Late last year, one of the more voices in the Linux community, Bryan Lunduke, announced his 2020 New Year’s resolutions. One of Lunduke’s resolutions was to cut social media out of his life, a thought that has crossed my mind as well.
Here’s a quote from his Patreon post, 2020 New Year’s Resolution: No Social Media, No Cellular Data:
Yep. Cutting Social Media out of my life.
I’m talking about things like Twitter, Facebook, LinkedIn, the Fediverse (Mastodon, LibremOne, etc.). No more posting, reading, liking, commenting on, or re-sharing posts on any of those services (or any services like them). I’ll keep the accounts so that nobody else can claim them and pretend to be me… but otherwise, they’ll be shuttered.Bryan Lunduke, December 22, 2019
In today’s day and age, that’s pretty radical, especially for a guy like Lunduke. He runs The Lunduke Show, a show about technology news, Linux, and retro computing, and social media is a key tool for building an audience for an online show.
2002: No Instant Messaging.
I did something similar to this myself back in 2002 when social media was in its infancy. Friendster, considered by many to be the first mainstream social media site, was still in beta mode, and Twitter wasn’t even a twinkle in Jack Dorsey‘s eye. But something existed that I theorized was about as useful (as in “not useful at all”) as most modern social media sites are today: Instant messaging.
Instant messaging (or IM for short) is a type of online chat that offers real-time text transmissions over the Internet. Think Facebook Messenger without the Facebook, stickers, location sharing, games, money transfers, and GIFs. It was basically just text with ASCII emojis that might be converted to tiny pictures in some chat clients.
I was a pretty hardcore IM user, but one day I decided stop using it for a week. Let me quote myself from my announcement post:
Why [take a break from IM]? I’m not sure if I really need it. I seldom use it for anything useful, just chit-chat. And this chit-chat is usually with people who are living within striking distance anyway, so if I feel a sudden need to talk to them, I could just hop on my bike. Or pick up the phone.

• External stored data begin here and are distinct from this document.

mod config;
mod stdio_device;
mod telemetry;

use std::sync::Arc;

use anyhow::Context;
use hub_bus::Message;
use hub_provider::{DirectSubmitter, HubClient, HubProvider};
use tracing::{info, warn};

use crate::config::AppConfig;
use crate::stdio_device::StdioDevice;

#[tokio::main]
async fn main() -> anyhow::Result<()> {
    let cfg = AppConfig::from_env();
    let log_level = telemetry::init_tracing(&cfg.log_filter);

    let (device, stdin_closed) = StdioDevice::new(cfg.connection_id.clone());
    let provider = HubProvider::new(device, Arc::new(DirectSubmitter::new()), cfg.provider.clone())
        .context("building hub provider")?;
    let _log_control = provider
        .control_registry()
        .register_scoped("log", "root", log_level.control_operations())
        .context("registering log control")?;
    register_echo(&provider)?;

    info!(
        connection_id = %cfg.connection_id,
        bus_capacity = cfg.provider.bus_capacity,
        "starting hubd"
    );
    let jobs = provider.start().await.context("starting system applications")?;
    for job in &jobs {
        info!(job = job.name(), id = job.id(), "system application running");
    }

    tokio::select! {
        res = tokio::signal::ctrl_c() => {
            if let Err(err) = res {
                warn!(error = %err, "failed to listen for ctrl-c");
            }
            info!("shutdown requested");
        }
        _ = stdin_closed.notified() => {
            info!("hub connection closed");
        }
    }

    for job in jobs {
        job.cancel();
    }
    Ok(())
}

/// `echo` republishes every non-command hub event as a command of kind
/// `prefix` (default `echo`).
fn register_echo(provider: &HubProvider) -> anyhow::Result<()> {
    let client = provider.client();
    provider
        .application_service()
        .register_application("echo", move |topology, config| {
            let prefix = config
                .get("prefix")
                .and_then(Message::as_str)
                .unwrap_or("echo")
                .to_string();
            let client: HubClient = client.clone();
            let mut events = client.events();
            topology.add_task("echo", async move {
                while let Some(msg) = events.recv().await {
                    if msg.payload.get(hub_bus::CMD_FIELD).is_some() {
                        continue;
                    }
                    client.send_command(HubClient::command(&prefix, msg.payload))?;
                }
                Ok(())
            });
            Ok(())
        })?;
    Ok(())
}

During my week of IM rehab, I realized that it was harder to get hold of people, they started to complain that I wasn’t online, and work on my master thesis wasn’t as efficient as before.
But it didn’t turn me into a social pariah, much in the same that way deleting Facebook won’t make you one today. It might be that staying in touch with people will be a bit harder in the beginning, but you’ll find ways to keep with the important people in your life.
2020: The Year of Valuable Social Media.
I don’t plan to cut social media out of my life like Lunduke in 2020 – I’ve already reduced my social media footprint considerably. In 2018, I deleted my Facebook account. Then I deleted my Instagram account in 2019, and absolutely nothing of value was lost. Today, I’m only active on Twitter and Mastodon.
Many think of Twitter as a cancerous cesspool of hate and toxicity, but I think it’s fairly easy to weed out the trolls. Neither am I the type of online persona that attracts a lot negative attention. My Twitter timeline is quite pleasant, and I get a lot of useful information and links from it. The same goes for Mastodon, which makes it even easier to have an enjoyable social media experience. That Mastodon user base is teeny-tiny compared to Twitter also helps a lot, of course.
What you should do in 2020 is to eliminate everything that radiates negative energy. And that goes for absolutely everything, not just social media. If something doesn’t have a net positive effect on you and your life, get rid of it. Perhaps that something in your case actually is social media. If that’s the case, so be it. Delete all your accounts.